Head Chef on his 3rd day on the job was giving the kitchen a mild spruce up. Alone, he started early, getting most of it done just as the kitchenhand arrived for work.

Head Chef, without looking up from his scrubbing, verbally issued kitchenhand his instructions. A few deep fryer parts to be rinsed off, given a mild scrub & then put through the dishwasher, followed by making up some pre-made salad portions.

A short while later Head Chef realised he hasn't heard any of the sounds of activity, half an hour had passed & none of the kitchenhand's appointed tasks appeared to have been completed.

A quick squizzo around revealed the kitchenhand outside seated in a relaxed manner on a milk crate.

Mystified, Head Chef enquired why only half an hour after starting time, kitchenhand was sitting on his bum instead of working.

"Having a smoke" grunts k/hand over his shoulder.
"I didn't ask you to go outside & light a cigarette, I asked you to put all the chopped salad parts together into bowls as portions"
"That's your job mate"

*brief silence from Head Chef* <--- whilst he digests this, & compares it to what would have happened in this case when he was learning the trade in Glasgow. (in deceptively mild tone of voice) "Sonny, you do realise you only get paid if you do some work?" Most reluctantly k/hand stands & comes back into the kitchen. "Due to your starting just now, instead of half an hour ago when you were supposed to, we are a little behind, so you better get stuck into cleaning off those inserts for the deep fryer" "I don't clean" replied k/hand. *another brief silence* "er.. waddaya mean you don't clean?"
"The other cook said I can smoke when I want, & it is degrading to clean"
"The other cook has quit, & I am in charge now, it is only your 4th day in this job, & part of all kitchen work is cleaning, get cracking!"
Sticking his chin out k/hand got out his most surly tone of voice "Better get another dishy then mate, coz I'm outta here, you can stick it up your *deleted word*"

With that, the lad who "cleans nothing" (he must really stink) pulled a pair of sunglasses down from where they had been perched on his head, stepped onto a skateboard, & departed.

Mine Host is no stranger to the ill mannerd lazy arrogant young who, when asked to concentrate, or to be diligent, curse the "nazi boss" & huffily walk off the job. However, never before has he known someone to "skateboard" off the job.

Quickly updated by his secretary on developments, Mine Host entered the kitchen to find Head Chef standing idle in shock, eyes like saucers, mumbling to himself "I dinna believe it, I canna believe it, I've never seen anything like it".. (has rather a unique sound to it when spoken in a Glasgow accent)

Apologising to Head Chef for inadvertantly hiring a kitchenhand of royal blood, Mine Host set off to catch up with his rarified majesty the departing kitchen hand. Alas, venegance was elusive, as the kid moved a good deal faster on a skateboard than he ever had at work. His blood was not to be shed on this day.

4 comments:

oigal said...

Thanks Mate,

Where is this pub and sorry if you have already told us.

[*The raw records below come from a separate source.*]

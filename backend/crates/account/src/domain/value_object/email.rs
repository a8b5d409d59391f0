//! Email Value Object
//!
//! A syntactically valid, lower-cased email address. Uniqueness is enforced by
//! storage, not here.

use derive_more::Display;
use kernel::error::app_error::{AppError, AppResult};
use serde::Serialize;
use std::str::FromStr;

/// Maximum email length (per RFC 5321)
const EMAIL_MAX_LENGTH: usize = 254;

/// Maximum local part length (per RFC 5321)
const LOCAL_PART_MAX_LENGTH: usize = 64;

#[derive(Debug, Clone, PartialEq, Eq, Hash, Serialize, Display)]
#[serde(transparent)]
pub struct Email(String);

impl Email {
    /// Create a new email with validation
    pub fn new(email: impl AsRef<str>) -> AppResult<Self> {
        let email = email.as_ref().trim().to_lowercase();

        if email.is_empty() {
            return Err(AppError::bad_request("Email cannot be empty"));
        }

        if email.len() > EMAIL_MAX_LENGTH {
            return Err(AppError::bad_request(format!(
                "Email must be at most {} characters",
                EMAIL_MAX_LENGTH
            )));
        }

        if !Self::is_valid_format(&email) {
            return Err(AppError::bad_request("Invalid email format")
                .with_action("Please enter a valid email address"));
        }

        Ok(Self(email))
    }

    fn is_valid_format(email: &str) -> bool {
        let Some((local, domain)) = email.split_once('@') else {
            return false;
        };

        if local.is_empty()
            || local.len() > LOCAL_PART_MAX_LENGTH
            || local.contains(char::is_whitespace)
        {
            return false;
        }

        // A second '@' lands in the domain and fails the charset check below
        if domain.is_empty() || !domain.contains('.') {
            return false;
        }

        if !domain
            .chars()
            .all(|c| c.is_ascii_alphanumeric() || c == '.' || c == '-')
        {
            return false;
        }

        if domain.starts_with(['.', '-'])
            || domain.ends_with(['.', '-'])
            || domain.contains("..")
        {
            return false;
        }

        true
    }

    /// Create from database value (assumed already validated)
    pub fn from_db(email: impl Into<String>) -> Self {
        Self(email.into())
    }

    pub fn as_str(&self) -> &str {
        &self.0
    }
}

impl FromStr for Email {
    type Err = AppError;

    fn from_str(s: &str) -> AppResult<Self> {
        Email::new(s)
    }
}

impl AsRef<str> for Email {
    fn as_ref(&self) -> &str {
        &self.0
    }
}
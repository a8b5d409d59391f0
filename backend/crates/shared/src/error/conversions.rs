//! Error conversions at the HTTP boundary

#[cfg(feature = "axum")]
impl axum::response::IntoResponse for super::app_error::AppError {
    fn into_response(self) -> axum::response::Response {
        use axum::Json;
        use axum::http::StatusCode;

        let status =
            StatusCode::from_u16(self.status_code()).unwrap_or(StatusCode::INTERNAL_SERVER_ERROR);

        // RFC 7807 Problem Details for HTTP APIs
        let body = serde_json::json!({
            "type": format!("https://httpstatuses.io/{}", self.status_code()),
            "title": self.kind().as_str(),
            "status": self.status_code(),
            "detail": self.message(),
            "action": self.action(),
        });

        (status, Json(body)).into_response()
    }
}

#[cfg(all(test, feature = "axum"))]
mod tests {
    use axum::http::StatusCode;
    use axum::response::IntoResponse;

    use crate::error::app_error::AppError;

    #[test]
    fn test_problem_details_status() {
        let response = AppError::unauthorized("Unauthorized").into_response();
        assert_eq!(response.status(), StatusCode::UNAUTHORIZED);
    }
}
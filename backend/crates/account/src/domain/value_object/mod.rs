//! Value Object Module

pub mod access_token;
pub mod email;

pub use kernel::id::AccountId;
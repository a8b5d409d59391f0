//! HTTP Protocol Records
//!
//! The only shapes controllers exchange with the HTTP boundary.

use std::error::Error;

use serde_json::Value;

use crate::presentation::validation::ValidationError;

/// Inbound request: the raw JSON body
#[derive(Debug, Clone, Default)]
pub struct HttpRequest {
    pub body: Value,
}

impl HttpRequest {
    pub fn new(body: Value) -> Self {
        Self { body }
    }
}

/// Outbound response
#[derive(Debug, Clone, PartialEq)]
pub struct HttpResponse {
    pub status_code: u16,
    pub body: ResponseBody,
}

#[derive(Debug, Clone, PartialEq)]
pub enum ResponseBody {
    Empty,
    Json(Value),
    BadRequest(ValidationError),
    ServerError(ServerError),
}

impl HttpResponse {
    /// Stack carried by a 500 response, if any
    pub fn server_error_stack(&self) -> Option<&str> {
        match &self.body {
            ResponseBody::ServerError(err) if self.status_code == 500 => Some(err.stack()),
            _ => None,
        }
    }
}

/// Generic server error carrying the originating error chain
///
/// The stack is for the error log only; clients never see it.
#[derive(Debug, Clone, PartialEq, Eq)]
pub struct ServerError {
    stack: String,
}

impl ServerError {
    /// Render `err` and every `source()` below it, outermost first
    pub fn new(err: &(dyn Error + 'static)) -> Self {
        let mut stack = format!("Error: {}", err);
        let mut source = err.source();
        while let Some(cause) = source {
            stack.push_str(&format!("\n    caused by: {}", cause));
            source = cause.source();
        }
        Self { stack }
    }

    pub fn stack(&self) -> &str {
        &self.stack
    }
}

/// Anything that turns a request into a response
///
/// Never fails: unexpected failures are 500 responses.
#[trait_variant::make(Controller: Send)]
pub trait LocalController {
    async fn handle(&self, request: HttpRequest) -> HttpResponse;
}
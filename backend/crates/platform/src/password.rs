//! Password Hashing and Verification
//!
//! - Argon2id hashing (memory-hard, recommended by OWASP)
//! - Zeroization of clear text and peppered buffers
//! - Unicode NFKC normalization so visually identical input hashes identically
//!
//! Policy (length, required fields, confirmation) is the caller's business;
//! this module only turns clear text into a storable PHC string and back.

use std::fmt;

use argon2::{Argon2, PasswordHash, PasswordHasher, PasswordVerifier, password_hash::SaltString};
use rand::rngs::OsRng;
use thiserror::Error;
use unicode_normalization::UnicodeNormalization;
use zeroize::{Zeroize, ZeroizeOnDrop, Zeroizing};

/// Password hashing/verification errors
#[derive(Debug, Error)]
pub enum PasswordHashError {
    /// Hashing operation failed
    #[error("Password hashing failed: {0}")]
    HashingFailed(String),

    /// Stored hash is not a PHC string
    #[error("Invalid password hash format")]
    InvalidHashFormat,
}

// ============================================================================
// Clear Text Password (Zeroized on drop)
// ============================================================================

/// Clear text password with automatic memory zeroization
///
/// - Does not implement `Clone` to prevent accidental copies
/// - Debug output is redacted
#[derive(Zeroize, ZeroizeOnDrop)]
pub struct ClearTextPassword(String);

impl ClearTextPassword {
    /// Wrap user input, NFKC-normalized
    pub fn new(raw: impl Into<String>) -> Self {
        let mut raw = raw.into();
        let normalized: String = raw.nfkc().collect();
        raw.zeroize();
        Self(normalized)
    }

    /// Password bytes followed by the pepper, zeroized when dropped
    fn peppered(&self, pepper: Option<&[u8]>) -> Zeroizing<Vec<u8>> {
        let mut combined = Zeroizing::new(self.0.as_bytes().to_vec());
        if let Some(p) = pepper {
            combined.extend_from_slice(p);
        }
        combined
    }

    /// Hash the password using Argon2id
    ///
    /// ## Arguments
    /// * `pepper` - Optional application-wide secret appended before hashing
    ///
    /// ## Returns
    /// PHC-formatted hash string wrapped in `HashedPassword`
    pub fn hash(&self, pepper: Option<&[u8]>) -> Result<HashedPassword, PasswordHashError> {
        let password_bytes = self.peppered(pepper);

        // Random 128-bit salt
        let salt = SaltString::generate(OsRng);

        // OWASP recommended Argon2id parameters:
        // m=19456 (19 MiB), t=2, p=1
        let argon2 = Argon2::default();

        let hash = argon2
            .hash_password(&password_bytes, &salt)
            .map_err(|e| PasswordHashError::HashingFailed(e.to_string()))?;

        Ok(HashedPassword {
            hash: hash.to_string(),
        })
    }
}

impl fmt::Debug for ClearTextPassword {
    fn fmt(&self, f: &mut fmt::Formatter<'_>) -> fmt::Result {
        f.debug_tuple("ClearTextPassword")
            .field(&"[REDACTED]")
            .finish()
    }
}

// ============================================================================
// Hashed Password (Safe to store)
// ============================================================================

/// Hashed password in PHC string format
///
/// ```rust
/// use platform::password::ClearTextPassword;
///
/// let password = ClearTextPassword::new("valid_password");
/// let hashed = password.hash(None).unwrap();
/// assert!(hashed.verify(&password, None));
/// ```
#[derive(Clone, PartialEq, Eq)]
pub struct HashedPassword {
    hash: String,
}

impl HashedPassword {
    /// Parse a stored PHC string
    pub fn from_phc_string(s: impl Into<String>) -> Result<Self, PasswordHashError> {
        let hash = s.into();
        PasswordHash::new(&hash).map_err(|_| PasswordHashError::InvalidHashFormat)?;
        Ok(Self { hash })
    }

    pub fn as_phc_string(&self) -> &str {
        &self.hash
    }

    pub fn into_phc_string(self) -> String {
        self.hash
    }

    /// Verify a password against this hash
    ///
    /// Argon2 compares in constant time. The pepper must match the one used
    /// during hashing.
    pub fn verify(&self, password: &ClearTextPassword, pepper: Option<&[u8]>) -> bool {
        let password_bytes = password.peppered(pepper);

        let Ok(parsed_hash) = PasswordHash::new(&self.hash) else {
            return false;
        };

        Argon2::default()
            .verify_password(&password_bytes, &parsed_hash)
            .is_ok()
    }
}

impl fmt::Debug for HashedPassword {
    fn fmt(&self, f: &mut fmt::Formatter<'_>) -> fmt::Result {
        f.debug_struct("HashedPassword")
            .field("hash", &"[HASH]")
            .finish()
    }
}
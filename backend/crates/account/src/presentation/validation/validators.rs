//! Field Validators

use std::sync::Arc;

use serde_json::Value;

use super::{Validation, ValidationError};
use crate::domain::value_object::email::Email;

/// Rejects a field that is absent, `null`, `false`, zero or an empty string
pub struct RequiredFieldValidation {
    field: String,
}

impl RequiredFieldValidation {
    pub fn new(field: impl Into<String>) -> Self {
        Self {
            field: field.into(),
        }
    }
}

impl Validation for RequiredFieldValidation {
    fn validate(&self, input: &Value) -> Option<ValidationError> {
        let present = match input.get(&self.field) {
            None | Some(Value::Null) | Some(Value::Bool(false)) => false,
            Some(Value::String(s)) => !s.is_empty(),
            Some(Value::Number(n)) => n.as_f64() != Some(0.0),
            Some(_) => true,
        };
        (!present).then(|| ValidationError::missing_param(&self.field))
    }
}

/// Requires two fields to hold the same value (password confirmation)
pub struct CompareFieldsValidation {
    field: String,
    field_to_compare: String,
}

impl CompareFieldsValidation {
    pub fn new(field: impl Into<String>, field_to_compare: impl Into<String>) -> Self {
        Self {
            field: field.into(),
            field_to_compare: field_to_compare.into(),
        }
    }
}

impl Validation for CompareFieldsValidation {
    fn validate(&self, input: &Value) -> Option<ValidationError> {
        (input.get(&self.field) != input.get(&self.field_to_compare))
            .then(|| ValidationError::invalid_param(&self.field_to_compare))
    }
}

/// Decides whether a string is an acceptable email address
pub trait EmailValidator: Send + Sync {
    fn is_valid(&self, email: &str) -> bool;
}

/// `EmailValidator` backed by the `Email` value object's format rules
#[derive(Debug, Clone, Copy, Default)]
pub struct EmailFormatValidator;

impl EmailValidator for EmailFormatValidator {
    fn is_valid(&self, email: &str) -> bool {
        Email::new(email).is_ok()
    }
}

/// Rejects a field that is not a string accepted by the `EmailValidator`
pub struct EmailValidation<V: EmailValidator> {
    field: String,
    email_validator: Arc<V>,
}

impl<V: EmailValidator> EmailValidation<V> {
    pub fn new(field: impl Into<String>, email_validator: Arc<V>) -> Self {
        Self {
            field: field.into(),
            email_validator,
        }
    }
}

impl<V: EmailValidator> Validation for EmailValidation<V> {
    fn validate(&self, input: &Value) -> Option<ValidationError> {
        let valid = input
            .get(&self.field)
            .and_then(Value::as_str)
            .is_some_and(|email| self.email_validator.is_valid(email));
        (!valid).then(|| ValidationError::invalid_param(&self.field))
    }
}
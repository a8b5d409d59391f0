//! Application Configuration
//!
//! Secrets the account adapters are built from.

use platform::crypto::random_bytes;

/// Account application configuration
#[derive(Clone)]
pub struct AccountConfig {
    /// HMAC key for access tokens (32 bytes)
    pub token_secret: [u8; 32],
    /// Password pepper (optional, application-wide secret)
    pub password_pepper: Option<Vec<u8>>,
}

impl AccountConfig {
    pub fn new(token_secret: [u8; 32], password_pepper: Option<Vec<u8>>) -> Self {
        Self {
            token_secret,
            password_pepper,
        }
    }

    /// Create config with a random token secret (for development)
    ///
    /// Tokens issued before a restart are signed with a secret nobody holds anymore.
    pub fn with_random_secret() -> Self {
        let mut secret = [0u8; 32];
        secret.copy_from_slice(&random_bytes(32));
        Self::new(secret, None)
    }

    /// Get password pepper as slice
    pub fn pepper(&self) -> Option<&[u8]> {
        self.password_pepper.as_deref()
    }
}

impl std::fmt::Debug for AccountConfig {
    fn fmt(&self, f: &mut std::fmt::Formatter<'_>) -> std::fmt::Result {
        f.debug_struct("AccountConfig")
            .field("token_secret", &"[REDACTED]")
            .field("password_pepper", &self.password_pepper.as_ref().map(|_| "[REDACTED]"))
            .finish()
    }
}

#[cfg(test)]
mod tests {
    use super::*;

    #[test]
    fn test_random_secret_differs() {
        let a = AccountConfig::with_random_secret();
        let b = AccountConfig::with_random_secret();
        assert_ne!(a.token_secret, b.token_secret);
        assert!(a.pepper().is_none());
    }

    #[test]
    fn test_debug_redacts_secrets() {
        let config = AccountConfig::new([1u8; 32], Some(b"pepper".to_vec()));
        let debug_output = format!("{:?}", config);
        assert_eq!(debug_output.matches("[REDACTED]").count(), 2);
        assert_eq!(config.pepper(), Some(&b"pepper"[..]));
    }
}
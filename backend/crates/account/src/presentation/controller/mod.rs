//! Controllers

pub mod login;
pub mod sign_up;

pub use login::LoginController;
pub use sign_up::SignUpController;

use serde::de::DeserializeOwned;
use serde_json::Value;

use crate::domain::value_object::email::Email;
use crate::error::AccountError;
use crate::presentation::helpers::server_error;
use crate::presentation::protocols::HttpResponse;
use crate::presentation::validation::ValidationError;

/// Decode a validated body into a request DTO
fn decode_body<T: DeserializeOwned>(body: Value) -> Result<T, ValidationError> {
    serde_json::from_value(body).map_err(|err| {
        tracing::debug!(error = %err, "Validated body does not match request shape");
        ValidationError::invalid_param("body")
    })
}

fn parse_email(email: &str) -> Result<Email, ValidationError> {
    Email::new(email).map_err(|_| ValidationError::invalid_param("email"))
}

fn failure(err: &AccountError) -> HttpResponse {
    tracing::error!(error = %err, kind = %err.kind(), "Request failed");
    server_error(err)
}
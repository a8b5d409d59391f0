//! Use Case Ports
//!
//! What the controllers call. `application/` provides the implementations.

use crate::domain::entity::account::Account;
use crate::domain::value_object::{access_token::AccessToken, email::Email};
use crate::error::AccountResult;

/// Sign-up data after validation
#[derive(Clone)]
pub struct AddAccountParams {
    pub name: String,
    pub email: Email,
    pub password: String,
}

/// Credentials; never persisted
#[derive(Clone)]
pub struct AuthenticationParams {
    pub email: Email,
    pub password: String,
}

#[trait_variant::make(AddAccount: Send)]
pub trait LocalAddAccount {
    async fn add(&self, params: AddAccountParams) -> AccountResult<Account>;
}

#[trait_variant::make(Authentication: Send)]
pub trait LocalAuthentication {
    /// `Ok(None)` for unknown email or wrong password
    async fn auth(&self, params: AuthenticationParams) -> AccountResult<Option<AccessToken>>;
}
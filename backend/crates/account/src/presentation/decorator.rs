//! Error Logging Decorator
//!
//! Wraps any controller. Every 500 it produces is persisted through the
//! error log before the response goes back out, unchanged.

use std::sync::Arc;

use crate::domain::repository::LogErrorRepository;
use crate::presentation::protocols::{Controller, HttpRequest, HttpResponse};

pub struct LogControllerDecorator<C, L>
where
    C: Controller,
    L: LogErrorRepository,
{
    controller: Arc<C>,
    log_error_repo: Arc<L>,
}

impl<C, L> LogControllerDecorator<C, L>
where
    C: Controller,
    L: LogErrorRepository,
{
    pub fn new(controller: Arc<C>, log_error_repo: Arc<L>) -> Self {
        Self {
            controller,
            log_error_repo,
        }
    }
}

impl<C, L> Controller for LogControllerDecorator<C, L>
where
    C: Controller + Sync,
    L: LogErrorRepository + Sync,
{
    async fn handle(&self, request: HttpRequest) -> HttpResponse {
        let response = self.controller.handle(request).await;

        if response.status_code == 500 {
            let stack = response.server_error_stack().unwrap_or_default();
            // The caller still gets its 500 if the log write fails.
            if let Err(err) = self.log_error_repo.log_error(stack).await {
                tracing::error!(error = %err, "Failed to persist error log");
            }
        }

        response
    }
}
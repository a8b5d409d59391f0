//! HTTP response helpers

use std::error::Error;

use serde::Serialize;

use crate::presentation::protocols::{HttpResponse, ResponseBody, ServerError};
use crate::presentation::validation::ValidationError;

pub fn bad_request(error: ValidationError) -> HttpResponse {
    HttpResponse {
        status_code: 400,
        body: ResponseBody::BadRequest(error),
    }
}

pub fn unauthorized() -> HttpResponse {
    HttpResponse {
        status_code: 401,
        body: ResponseBody::Empty,
    }
}

pub fn server_error(error: &(dyn Error + 'static)) -> HttpResponse {
    HttpResponse {
        status_code: 500,
        body: ResponseBody::ServerError(ServerError::new(error)),
    }
}

/// 200 with `body` as JSON; a body that cannot be serialized is a 500
pub fn ok<T: Serialize>(body: &T) -> HttpResponse {
    match serde_json::to_value(body) {
        Ok(value) => HttpResponse {
            status_code: 200,
            body: ResponseBody::Json(value),
        },
        Err(err) => {
            tracing::error!(error = %err, "Failed to serialize response body");
            server_error(&err)
        }
    }
}
//! Account Router
//!
//! Adapts framework-free controllers to axum handlers.

use std::sync::Arc;

use axum::{
    Json, Router,
    extract::{State, rejection::JsonRejection},
    http::StatusCode,
    response::{IntoResponse, Response},
    routing::post,
};
use kernel::error::app_error::AppError;
use serde_json::Value;

use crate::presentation::protocols::{Controller, HttpRequest, HttpResponse, ResponseBody};

impl IntoResponse for HttpResponse {
    fn into_response(self) -> Response {
        let status =
            StatusCode::from_u16(self.status_code).unwrap_or(StatusCode::INTERNAL_SERVER_ERROR);

        match self.body {
            ResponseBody::Json(body) => (status, Json(body)).into_response(),
            ResponseBody::BadRequest(err) => AppError::bad_request(err.to_string())
                .with_action("Check the request body and try again")
                .into_response(),
            // The stack stays server-side.
            ResponseBody::ServerError(_) => {
                AppError::internal("Internal server error").into_response()
            }
            ResponseBody::Empty if status == StatusCode::UNAUTHORIZED => {
                AppError::unauthorized("Invalid email or password").into_response()
            }
            ResponseBody::Empty => status.into_response(),
        }
    }
}

/// Run `controller` for a JSON request body
pub async fn adapt_route<C>(
    State(controller): State<Arc<C>>,
    payload: Result<Json<Value>, JsonRejection>,
) -> Response
where
    C: Controller + Sync + 'static,
{
    let body = match payload {
        Ok(Json(body)) => body,
        Err(rejection) => {
            tracing::debug!(error = %rejection, "Rejected request body");
            return AppError::bad_request("Request body must be a JSON object")
                .with_source(rejection)
                .into_response();
        }
    };

    controller.handle(HttpRequest::new(body)).await.into_response()
}

/// Create the account router
///
/// - `POST /signup`
/// - `POST /login`
pub fn account_router<S, L>(sign_up: Arc<S>, login: Arc<L>) -> Router
where
    S: Controller + Sync + 'static,
    L: Controller + Sync + 'static,
{
    let sign_up_routes = Router::new()
        .route("/signup", post(adapt_route::<S>))
        .with_state(sign_up);

    let login_routes = Router::new()
        .route("/login", post(adapt_route::<L>))
        .with_state(login);

    sign_up_routes.merge(login_routes)
}
//! Sign Up Controller
//!
//! Validates, creates the account, then logs it in with the same credentials.

use std::sync::Arc;

use super::{decode_body, failure, parse_email};
use crate::domain::usecase::{AddAccount, AddAccountParams, Authentication, AuthenticationParams};
use crate::error::{AccountError, AccountResult};
use crate::presentation::dto::{SignUpRequest, SignUpResponse};
use crate::presentation::helpers::{bad_request, ok};
use crate::presentation::protocols::{Controller, HttpRequest, HttpResponse};
use crate::presentation::validation::Validation;

pub struct SignUpController<A, Au, V>
where
    A: AddAccount,
    Au: Authentication,
    V: Validation,
{
    add_account: Arc<A>,
    authentication: Arc<Au>,
    validation: Arc<V>,
}

impl<A, Au, V> SignUpController<A, Au, V>
where
    A: AddAccount,
    Au: Authentication,
    V: Validation,
{
    pub fn new(add_account: Arc<A>, authentication: Arc<Au>, validation: Arc<V>) -> Self {
        Self {
            add_account,
            authentication,
            validation,
        }
    }
}

impl<A, Au, V> SignUpController<A, Au, V>
where
    A: AddAccount + Sync,
    Au: Authentication + Sync,
    V: Validation,
{
    async fn create_and_authenticate(
        &self,
        params: AddAccountParams,
    ) -> AccountResult<SignUpResponse> {
        let credentials = AuthenticationParams {
            email: params.email.clone(),
            password: params.password.clone(),
        };

        let account = self.add_account.add(params).await?;

        // The account was persisted above, so `None` means storage lost it.
        let access_token = self
            .authentication
            .auth(credentials)
            .await?
            .ok_or_else(|| {
                AccountError::Internal(format!(
                    "Account {} could not be authenticated right after creation",
                    account.id
                ))
            })?;

        Ok(SignUpResponse {
            id: account.id,
            name: account.name,
            email: account.email,
            access_token: access_token.into_string(),
        })
    }
}

impl<A, Au, V> Controller for SignUpController<A, Au, V>
where
    A: AddAccount + Sync,
    Au: Authentication + Sync,
    V: Validation,
{
    async fn handle(&self, request: HttpRequest) -> HttpResponse {
        if let Some(error) = self.validation.validate(&request.body) {
            return bad_request(error);
        }

        let input: SignUpRequest = match decode_body(request.body) {
            Ok(input) => input,
            Err(error) => return bad_request(error),
        };

        let email = match parse_email(&input.email) {
            Ok(email) => email,
            Err(error) => return bad_request(error),
        };

        let params = AddAccountParams {
            name: input.name,
            email,
            password: input.password,
        };

        match self.create_and_authenticate(params).await {
            Ok(response) => ok(&response),
            Err(err) => failure(&err),
        }
    }
}
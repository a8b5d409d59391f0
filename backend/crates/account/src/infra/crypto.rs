//! Cryptography Adapters
//!
//! - `Argon2Adapter`: password hashing over `platform::password`
//! - `HmacEncrypter`: signed, opaque access tokens

use platform::crypto::{hmac_sha256, random_bytes, to_base64_url};
use platform::password::{ClearTextPassword, HashedPassword};

use crate::application::config::AccountConfig;
use crate::domain::cryptography::{Encrypter, HashComparer, Hasher};
use crate::domain::value_object::{AccountId, access_token::AccessToken};
use crate::error::AccountResult;

/// Random bytes mixed into every token
const TOKEN_NONCE_LEN: usize = 16;

// ============================================================================
// Argon2
// ============================================================================

/// Argon2id hasher and comparer
///
/// Both operations are CPU-bound and run on the blocking pool.
#[derive(Clone, Default)]
pub struct Argon2Adapter {
    pepper: Option<Vec<u8>>,
}

impl Argon2Adapter {
    pub fn new(pepper: Option<Vec<u8>>) -> Self {
        Self { pepper }
    }

    pub fn from_config(config: &AccountConfig) -> Self {
        Self::new(config.password_pepper.clone())
    }
}

impl Hasher for Argon2Adapter {
    async fn hash(&self, plaintext: &str) -> AccountResult<String> {
        let password = ClearTextPassword::new(plaintext);
        let pepper = self.pepper.clone();

        let hashed =
            tokio::task::spawn_blocking(move || password.hash(pepper.as_deref())).await??;

        Ok(hashed.into_phc_string())
    }
}

impl HashComparer for Argon2Adapter {
    async fn compare(&self, plaintext: &str, hash: &str) -> AccountResult<bool> {
        // A stored value that is not a PHC string is corrupt data, not a wrong password.
        let hashed = HashedPassword::from_phc_string(hash)?;
        let password = ClearTextPassword::new(plaintext);
        let pepper = self.pepper.clone();

        let matches =
            tokio::task::spawn_blocking(move || hashed.verify(&password, pepper.as_deref()))
                .await?;

        Ok(matches)
    }
}

// ============================================================================
// HMAC access tokens
// ============================================================================

/// HMAC-SHA256 token issuer
///
/// Token format: `b64url("{account_id}:{b64url(nonce)}") "." b64url(hmac)`
#[derive(Clone)]
pub struct HmacEncrypter {
    secret: [u8; 32],
}

impl HmacEncrypter {
    pub fn new(secret: [u8; 32]) -> Self {
        Self { secret }
    }

    pub fn from_config(config: &AccountConfig) -> Self {
        Self::new(config.token_secret)
    }
}

impl Encrypter for HmacEncrypter {
    async fn encrypt(&self, id: &AccountId) -> AccountResult<AccessToken> {
        let nonce = random_bytes(TOKEN_NONCE_LEN);
        let payload = format!("{}:{}", id, to_base64_url(&nonce));
        let signature = hmac_sha256(&self.secret, payload.as_bytes());

        Ok(AccessToken::new(format!(
            "{}.{}",
            to_base64_url(payload.as_bytes()),
            to_base64_url(&signature)
        )))
    }
}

But I do enjoy your site having grown up in an old pub on mid north Sth Aust

joe2 said...

Great prose.

oigal said...

aWW Fair go...a hint where this pub is?

Anonymous said...

“If you are not a bit left when you are young, you have no heart. If you stay that way into maturity you have no head (or feet).”

Blogstrop: That is merely a self justification of their past behaviour by lefties who were mugged by reality. At least they had the sense to learn.


Actually, its a take on a quote from Winston Churchill. The full quote is "if you're not a liberal in your 20's you've got no heart and if you're not a conservative by the age of 40, you've got no brain".